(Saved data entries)
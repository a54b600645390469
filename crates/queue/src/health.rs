//! Redpanda health checks.

use tracing::{debug, error};

use crate::config::RedpandaConfig;
use crate::redpanda::connect;

/// Check Redpanda connection health.
pub async fn check_connection(config: &RedpandaConfig) -> bool {
    let client = match connect(config).await {
        Ok(client) => client,
        Err(e) => {
            error!(error = %e, "Redpanda health check failed");
            return false;
        }
    };

    match client.list_topics().await {
        Ok(topics) => {
            debug!(topics = topics.len(), "Redpanda connection healthy");
            true
        }
        Err(e) => {
            error!(error = %e, "Failed to list Redpanda topics");
            false
        }
    }
}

WORK INSTRUCTION
Those lines above that contain the string "await" should be returned.

SOLUTION BELOW
    let client = match connect(config).await {
    match client.list_topics().await {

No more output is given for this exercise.